2024年9月1日、同年8月に札幌市オンブズマンによる調査が終了した案件の調査結果等について公文書公開請求を行ったところ、決定期間延長のうえ、同年10月15日付で一部公開決定がなされた。
上記の期間(2024年8月)に調査を終了したのは9件で、このうち7件で調査結果が通知された。また、残る2件は調査しない旨が通知された。
今回調査結果が通知された7件は、いずれも「生活保護」に関する案件である。生活保護申請時の窓口対応をはじめとして、札幌市における生活保護の運用実態が垣間見え興味深い。他の案件も含め指摘すべき論点はいくつもあるが、そのなかでも、第2024-35号における市の回答のうち、職員の懲戒に関し「公文書公開請求」がなされた場合の市の対応について言及する部分は看過できないと考えている(第2024-36号も同旨の回答)。
この案件では、職員に懲戒事由に該当する行為があるとして担当部署に情報提供を行ったにもかかわらず、その後の対応について教えてもらえないことを不服として苦情が申し立てられた。これに対し、市は「懲戒処分の公表基準」に基づいてその概要を公表しているところ、特定の職員が処分を受けた事実は、公表基準に該当しない限り公にされることはないと回答している。

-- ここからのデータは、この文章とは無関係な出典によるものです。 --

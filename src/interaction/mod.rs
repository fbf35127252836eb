use serde::{Deserialize, Serialize};

use crate::core::Point;

/// Pointer input already resolved against hit regions.
///
/// `Enter` carries the record index the mark or tessellation cell belongs to;
/// positional hit testing lives on the chart, not here.
#[derive(Debug, Clone, Copy, PartialEq, Eq, Serialize, Deserialize)]
pub enum PointerEvent {
    Enter { record: usize },
    Leave,
}

/// The two-state hover machine.
///
/// Transition table: `Enter(r)` from any state goes to `Hovering(r)` — a new
/// enter while already hovering replaces the record without an intermediate
/// leave. `Leave` from any state goes to `Idle`.
#[derive(Debug, Clone, Copy, PartialEq, Eq, Serialize, Deserialize, Default)]
pub enum HoverState {
    #[default]
    Idle,
    Hovering {
        record: usize,
    },
}

/// One formatted label/value pair shown in the tooltip body.
#[derive(Debug, Clone, PartialEq, Eq, Serialize, Deserialize)]
pub struct TooltipLine {
    pub label: String,
    pub value: String,
}

/// Singleton tooltip overlay state.
///
/// Hidden in `Idle`; while hovering it carries the anchor position in outer
/// chart coordinates and the formatted channel values of the hovered record.
#[derive(Debug, Clone, PartialEq, Serialize, Deserialize, Default)]
pub struct TooltipState {
    pub visible: bool,
    pub x: f64,
    pub y: f64,
    pub heading: String,
    pub lines: Vec<TooltipLine>,
}

/// Hover machine plus the tooltip and highlight-mark state it drives.
#[derive(Debug, Clone, PartialEq, Default)]
pub struct InteractionState {
    hover: HoverState,
    tooltip: TooltipState,
    highlight: Option<Point>,
}

impl InteractionState {
    #[must_use]
    pub fn hover(&self) -> HoverState {
        self.hover
    }

    #[must_use]
    pub fn tooltip(&self) -> &TooltipState {
        &self.tooltip
    }

    /// Position of the extra emphasized mark rendered while hovering, in
    /// outer chart coordinates.
    #[must_use]
    pub fn highlight(&self) -> Option<Point> {
        self.highlight
    }

    pub fn on_enter(&mut self, record: usize, mut tooltip: TooltipState, highlight: Point) {
        tooltip.visible = true;
        self.hover = HoverState::Hovering { record };
        self.tooltip = tooltip;
        self.highlight = Some(highlight);
    }

    pub fn on_leave(&mut self) {
        self.hover = HoverState::Idle;
        self.tooltip = TooltipState::default();
        self.highlight = None;
    }
}
//! Nearest-neighbor tessellation used to enlarge hover hit regions.
//!
//! The render pipeline only depends on the [`Tessellator`] trait, so any
//! Voronoi implementation can be substituted. The built-in
//! [`HalfPlaneTessellator`] is the direct construction: each cell is the
//! bounds rectangle clipped against the perpendicular-bisector half-plane
//! toward every other site.

use smallvec::SmallVec;

use crate::core::{Color, Point};
use crate::error::{ChartError, ChartResult};
use crate::render::PathPrimitive;

/// Convex polygon of all points closer to `site` than to any other site,
/// clipped to the bounded plot rectangle. Vertices are empty when the site
/// duplicates an earlier one.
#[derive(Debug, Clone, PartialEq)]
pub struct Cell {
    pub site: usize,
    pub vertices: SmallVec<[Point; 8]>,
}

impl Cell {
    #[must_use]
    pub fn is_degenerate(&self) -> bool {
        self.vertices.len() < 3
    }

    /// Point-in-convex-polygon test. Boundary points count as inside.
    #[must_use]
    pub fn contains(&self, point: Point) -> bool {
        if self.is_degenerate() {
            return false;
        }

        let mut sign = 0.0f64;
        for (index, vertex) in self.vertices.iter().enumerate() {
            let next = self.vertices[(index + 1) % self.vertices.len()];
            let cross = (next.x - vertex.x) * (point.y - vertex.y)
                - (next.y - vertex.y) * (point.x - vertex.x);
            if cross.abs() <= 1e-9 {
                continue;
            }
            if sign == 0.0 {
                sign = cross.signum();
            } else if cross.signum() != sign {
                return false;
            }
        }
        true
    }

    /// Faintly stroked closed path for the hover overlay, or `None` for a
    /// degenerate cell.
    #[must_use]
    pub fn to_path(&self, stroke_width: f64, stroke: Color) -> Option<PathPrimitive> {
        if self.is_degenerate() {
            return None;
        }
        Some(PathPrimitive::stroked(
            self.vertices.to_vec(),
            true,
            stroke_width,
            stroke,
        ))
    }
}

/// Pluggable Voronoi capability: pixel sites in, one cell per site out.
///
/// Implementations must emit cells in site order so cell `i` belongs to
/// record `i`, and must clip every cell to the bounds rectangle.
pub trait Tessellator: std::fmt::Debug {
    fn cells(&self, sites: &[Point], bounds_width: f64, bounds_height: f64)
    -> ChartResult<Vec<Cell>>;
}

/// Direct Voronoi construction by repeated half-plane clipping.
///
/// Quadratic in the number of sites, which is fine at tutorial dataset sizes;
/// swap in a sweep-line implementation behind [`Tessellator`] if that ever
/// changes.
#[derive(Debug, Clone, Copy, Default)]
pub struct HalfPlaneTessellator;

impl Tessellator for HalfPlaneTessellator {
    fn cells(
        &self,
        sites: &[Point],
        bounds_width: f64,
        bounds_height: f64,
    ) -> ChartResult<Vec<Cell>> {
        if !bounds_width.is_finite()
            || !bounds_height.is_finite()
            || bounds_width <= 0.0
            || bounds_height <= 0.0
        {
            return Err(ChartError::InvalidData(
                "tessellation bounds must be finite and > 0".to_owned(),
            ));
        }
        for site in sites {
            if !site.is_finite() {
                return Err(ChartError::InvalidData(
                    "tessellation sites must be finite".to_owned(),
                ));
            }
        }

        let rectangle = [
            Point::new(0.0, 0.0),
            Point::new(bounds_width, 0.0),
            Point::new(bounds_width, bounds_height),
            Point::new(0.0, bounds_height),
        ];

        let mut cells = Vec::with_capacity(sites.len());
        for (index, site) in sites.iter().enumerate() {
            // A site that duplicates an earlier one yields an empty cell;
            // the first occurrence owns the shared region.
            let duplicate = sites[..index].iter().any(|earlier| earlier == site);
            if duplicate {
                cells.push(Cell {
                    site: index,
                    vertices: SmallVec::new(),
                });
                continue;
            }

            let mut polygon: Vec<Point> = rectangle.to_vec();
            for (other_index, other) in sites.iter().enumerate() {
                if other_index == index || other == site {
                    continue;
                }
                polygon = clip_half_plane(&polygon, *site, *other);
                if polygon.is_empty() {
                    break;
                }
            }

            cells.push(Cell {
                site: index,
                vertices: polygon.into_iter().collect(),
            });
        }

        Ok(cells)
    }
}

/// Clips `polygon` to the half-plane of points at least as close to `keep`
/// as to `away` (Sutherland-Hodgman against the perpendicular bisector).
fn clip_half_plane(polygon: &[Point], keep: Point, away: Point) -> Vec<Point> {
    let mid = Point::new((keep.x + away.x) / 2.0, (keep.y + away.y) / 2.0);
    let normal = Point::new(away.x - keep.x, away.y - keep.y);
    let signed = |p: Point| (p.x - mid.x) * normal.x + (p.y - mid.y) * normal.y;

    let mut clipped = Vec::with_capacity(polygon.len() + 1);
    for (index, vertex) in polygon.iter().enumerate() {
        let next = polygon[(index + 1) % polygon.len()];
        let side_vertex = signed(*vertex);
        let side_next = signed(next);

        if side_vertex <= 0.0 {
            clipped.push(*vertex);
        }
        if (side_vertex < 0.0 && side_next > 0.0) || (side_vertex > 0.0 && side_next < 0.0) {
            let t = side_vertex / (side_vertex - side_next);
            clipped.push(Point::new(
                vertex.x + t * (next.x - vertex.x),
                vertex.y + t * (next.y - vertex.y),
            ));
        }
    }
    clipped
}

また、公文書公開請求がなされたとしても、「本件処分の有無等」および「処分のみならず調査の有無や内容」は、札幌市情報公開条例(以下、「条例」という。)第7条第1号(個人に関する情報)の本文に規定する非公開情報に該当し、その内容が公開されることはない、という回答も行っている(その際、「非公開情報」を公開しないとする決定ではなく、条例第10条に基づく「公開請求の拒否」として扱う模様である)。しかしながら、上記回答の後者、すなわち、職員の懲戒に関し「公文書公開請求」がなされた場合の市の対応について、当ブログ開設者は以下の3点について疑問を抱いている(これに対し、調査担当オンブズマン田村智幸は市の回答に格別の疑問を抱かなかったようである。制度の枠組みについて基本的な理解を欠いているのかもしれない)。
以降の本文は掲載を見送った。